The Company's officers and director may in the future become, affiliated with entities engaged in business activities similar to those intended to be conducted by this Company and, accordingly, may have conflicts of interest in determining which entity a particular business opportunity should be presented to.

The Company's officers and director may in the future become, affiliated with entities, including other companies, engaged in business activities similar to those intended to be conducted by this Company. Additionally, the Company's offices and director may become aware of business opportunities which may be appropriate for presentation to this Company as well as the other entities with which they are or may be affiliated. Additionally, due to the Company's officers and director existing affiliations with other entities, they may have a fiduciary obligation to present potential business opportunities to those entities in addition to presenting them to us which could cause additional conflicts of interest. Accordingly, Management may have conflicts of interest in determining to which entity a particular business opportunity should be presented.

It is probable that the Company will only be able to enter into one business combination, which will cause us to be solely dependent on such single business and a limited number of products or services.

It is probable that the Company will enter into a business combination with a single operating business. Accordingly, the prospects for the Company's success may be:

Ÿ solely dependent upon the performance of a single operating business, or
Ÿ dependent upon the development or market acceptance of a single or limited number of products or services.

In this case, the Company will not be able to diversify the Company's operations or benefit from the possible spreading of risks or offsetting of losses, unlike other entities which may have the resources to complete several business combinations in different industries or different areas of a single industry.

The Company has limited resources and there is significant competition for business combination opportunities.
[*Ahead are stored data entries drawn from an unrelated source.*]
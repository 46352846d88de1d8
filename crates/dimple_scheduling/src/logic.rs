// --- File: crates/dimple_scheduling/src/logic.rs ---
//! Availability evaluation and booking conflict detection.
//!
//! All windows here are half-open minute intervals `[start, end)` on a
//! single calendar date, so two back-to-back bookings never conflict and a
//! window ending exactly at a slot boundary still fits the slot.

use crate::schedule::WeeklySchedule;
use chrono::{Datelike, NaiveDate, NaiveTime, Timelike};
use serde::{Deserialize, Serialize};
use thiserror::Error;

pub const MINUTES_PER_DAY: u32 = 24 * 60;

#[derive(Error, Debug, PartialEq, Eq)]
pub enum WindowError {
    #[error("duration must be positive")]
    ZeroDuration,
    #[error("window may not cross midnight (start {start_minute}m + {duration_minutes}m)")]
    CrossesMidnight {
        start_minute: u32,
        duration_minutes: u32,
    },
}

/// A requested or booked service window on one calendar date.
///
/// Stored as minutes from midnight so that `end_minute == 1440` (a window
/// running right up to midnight) stays representable.
#[derive(Debug, Clone, Copy, PartialEq, Eq, Serialize, Deserialize)]
#[cfg_attr(feature = "openapi", derive(utoipa::ToSchema))]
pub struct BookingWindow {
    #[cfg_attr(feature = "openapi", schema(value_type = String, example = "2025-06-02"))]
    pub date: NaiveDate,
    pub start_minute: u32,
    pub end_minute: u32,
}

impl BookingWindow {
    /// Builds a window from a start clock time and a duration in minutes.
    ///
    /// Fails when the duration is zero or the window would spill past
    /// midnight; bounds on the duration itself (e.g. 30–240 minutes) are a
    /// business rule checked by the booking layer, not here.
    pub fn new(
        date: NaiveDate,
        start_time: NaiveTime,
        duration_minutes: u32,
    ) -> Result<Self, WindowError> {
        if duration_minutes == 0 {
            return Err(WindowError::ZeroDuration);
        }
        let start_minute = start_time.num_seconds_from_midnight() / 60;
        let end_minute = start_minute + duration_minutes;
        if end_minute > MINUTES_PER_DAY {
            return Err(WindowError::CrossesMidnight {
                start_minute,
                duration_minutes,
            });
        }
        Ok(BookingWindow {
            date,
            start_minute,
            end_minute,
        })
    }

    pub fn duration_minutes(&self) -> u32 {
        self.end_minute - self.start_minute
    }

    pub fn start_time(&self) -> NaiveTime {
        NaiveTime::from_num_seconds_from_midnight_opt(self.start_minute * 60, 0)
            .expect("start_minute is always < 1440")
    }

    /// End clock time; a window ending at midnight reads as `00:00`.
    pub fn end_time(&self) -> NaiveTime {
        NaiveTime::from_num_seconds_from_midnight_opt((self.end_minute % MINUTES_PER_DAY) * 60, 0)
            .expect("end_minute modulo day length is always < 1440")
    }
}

/// Half-open interval overlap: `[s1,e1)` and `[s2,e2)` overlap iff
/// `s1 < e2 && s2 < e1`.
///
/// This single comparison covers every containment/straddle arrangement;
/// callers must not re-derive the sub-cases separately.
pub fn windows_overlap(s1: u32, e1: u32, s2: u32, e2: u32) -> bool {
    s1 < e2 && s2 < e1
}

/// Whether a candidate window lies entirely inside one open slot of the
/// provider's recurring week.
///
/// The weekday comes from `window.date`. A weekday with no entry, or no
/// slots, is closed. A window spanning two adjacent open slots is not
/// accepted; it must fit a single slot. Boundary-touching is fine on both
/// ends (`slot.start <= start` and `end <= slot.end`).
pub fn is_within_availability(schedule: &WeeklySchedule, window: &BookingWindow) -> bool {
    let Some(slots) = schedule.slots_for(window.date.weekday()) else {
        return false;
    };
    slots.iter().any(|slot| {
        slot.open
            && slot.start_minute() <= window.start_minute
            && window.end_minute <= slot.end_minute()
    })
}

/// Whether a candidate window overlaps any of the given windows.
///
/// `existing` must already be scoped to the same provider and restricted to
/// blocking bookings (confirmed or in progress); windows on other dates are
/// skipped defensively.
pub fn has_conflict(candidate: &BookingWindow, existing: &[BookingWindow]) -> bool {
    existing.iter().any(|other| {
        other.date == candidate.date
            && windows_overlap(
                candidate.start_minute,
                candidate.end_minute,
                other.start_minute,
                other.end_minute,
            )
    })
}

#[cfg(test)]
mod tests {
    use super::*;
    use crate::schedule::{AvailabilitySlot, DayAvailability};
    use chrono::Weekday;

    fn t(h: u32, m: u32) -> NaiveTime {
        NaiveTime::from_hms_opt(h, m, 0).unwrap()
    }

    // 2025-06-02 is a Monday.
    fn monday() -> NaiveDate {
        NaiveDate::from_ymd_opt(2025, 6, 2).unwrap()
    }

    fn monday_nine_to_five() -> WeeklySchedule {
        WeeklySchedule::new(vec![DayAvailability {
            day: Weekday::Mon,
            slots: vec![AvailabilitySlot {
                start: t(9, 0),
                end: t(17, 0),
                open: true,
            }],
        }])
        .unwrap()
    }

    fn window(date: NaiveDate, h: u32, m: u32, duration: u32) -> BookingWindow {
        BookingWindow::new(date, t(h, m), duration).unwrap()
    }

    #[test]
    fn window_inside_open_slot_is_accepted() {
        let schedule = monday_nine_to_five();
        assert!(is_within_availability(&schedule, &window(monday(), 10, 0, 60)));
    }

    #[test]
    fn window_touching_both_slot_boundaries_is_accepted() {
        let schedule = monday_nine_to_five();
        // Starts exactly at slot start and ends exactly at slot end.
        assert!(is_within_availability(
            &schedule,
            &window(monday(), 9, 0, 8 * 60)
        ));
    }

    #[test]
    fn window_past_slot_end_is_rejected() {
        let schedule = monday_nine_to_five();
        assert!(!is_within_availability(
            &schedule,
            &window(monday(), 16, 30, 60)
        ));
    }

    #[test]
    fn closed_weekday_is_rejected() {
        let schedule = monday_nine_to_five();
        let tuesday = NaiveDate::from_ymd_opt(2025, 6, 3).unwrap();
        assert!(!is_within_availability(&schedule, &window(tuesday, 10, 0, 60)));
    }

    #[test]
    fn closed_slot_is_rejected() {
        let schedule = WeeklySchedule::new(vec![DayAvailability {
            day: Weekday::Mon,
            slots: vec![AvailabilitySlot {
                start: t(9, 0),
                end: t(17, 0),
                open: false,
            }],
        }])
        .unwrap();
        assert!(!is_within_availability(&schedule, &window(monday(), 10, 0, 60)));
    }

    #[test]
    fn window_spanning_two_adjacent_open_slots_is_rejected() {
        let schedule = WeeklySchedule::new(vec![DayAvailability {
            day: Weekday::Mon,
            slots: vec![
                AvailabilitySlot {
                    start: t(9, 0),
                    end: t(12, 0),
                    open: true,
                },
                AvailabilitySlot {
                    start: t(12, 0),
                    end: t(17, 0),
                    open: true,
                },
            ],
        }])
        .unwrap();
        // 11:30–12:30 touches both slots but fits neither.
        assert!(!is_within_availability(
            &schedule,
            &window(monday(), 11, 30, 60)
        ));
    }

    #[test]
    fn overlapping_windows_conflict() {
        let existing = vec![window(monday(), 10, 0, 60)];
        assert!(has_conflict(&window(monday(), 10, 30, 60), &existing));
        assert!(has_conflict(&window(monday(), 9, 30, 60), &existing));
        // New window fully contains the existing one.
        assert!(has_conflict(&window(monday(), 9, 0, 180), &existing));
        // Existing window fully contains the new one.
        assert!(has_conflict(&window(monday(), 10, 15, 30), &existing));
    }

    #[test]
    fn back_to_back_windows_do_not_conflict() {
        let existing = vec![window(monday(), 9, 0, 60)];
        assert!(!has_conflict(&window(monday(), 10, 0, 60), &existing));
        assert!(!has_conflict(&window(monday(), 8, 0, 60), &existing));
    }

    #[test]
    fn windows_on_other_dates_never_conflict() {
        let tuesday = NaiveDate::from_ymd_opt(2025, 6, 3).unwrap();
        let existing = vec![window(tuesday, 10, 0, 60)];
        assert!(!has_conflict(&window(monday(), 10, 0, 60), &existing));
    }

    #[test]
    fn window_may_not_cross_midnight() {
        let result = BookingWindow::new(monday(), t(23, 30), 60);
        assert!(matches!(result, Err(WindowError::CrossesMidnight { .. })));
        // Ending exactly at midnight is still within the date.
        assert!(BookingWindow::new(monday(), t(23, 0), 60).is_ok());
    }

    #[test]
    fn zero_duration_is_rejected() {
        assert_eq!(
            BookingWindow::new(monday(), t(10, 0), 0),
            Err(WindowError::ZeroDuration)
        );
    }
}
Therefore, the Company may not be able to enter into or consummate an attractive business combination.

The Company expects to encounter intense competition from other entities having a business objective similar to the Company's, including venture capital funds, leveraged buyout funds and operating businesses competing for acquisitions. Many of these entities are well established and have extensive experience in identifying and effecting business combinations directly or through affiliates. Many of these competitors possess greater technical, human and other resources than the Company does and the Company's financial resources are limited when contrasted with those of many of these competitors. While the Company believes that there are numerous potential target businesses that it could acquire, the Company's ability to compete in acquiring certain sizable target businesses will be limited by the Company's limited financial resources and the fact that the Company will use its common stock to acquire an operating business. This inherent competitive limitation gives others an advantage in pursuing the acquisition of certain target businesses.

The Company may be unable to obtain additional financing, if required, to complete a business combination or to fund the operations and growth of the target business, which could compel the Company to restructure a potential business transaction or abandon a particular business combination.

If we require funds, because of the size of the business combination, we will be required to seek additional financing. We cannot assure you that such financing would be available on acceptable terms, if at all. To the extent that additional financing proves to be unavailable when needed to consummate a particular business combination, we would be compelled to restructure the transaction or abandon that particular business combination and seek an alternative target business candidate. In addition, if we consummate a business combination, we may require additional financing to fund the operations or growth of the target business. The failure to secure additional financing could have a material adverse effect on the continued development or growth of the target business. The Company's officers, director or stockholders are not required to provide any financing to us in connection with or after a business combination.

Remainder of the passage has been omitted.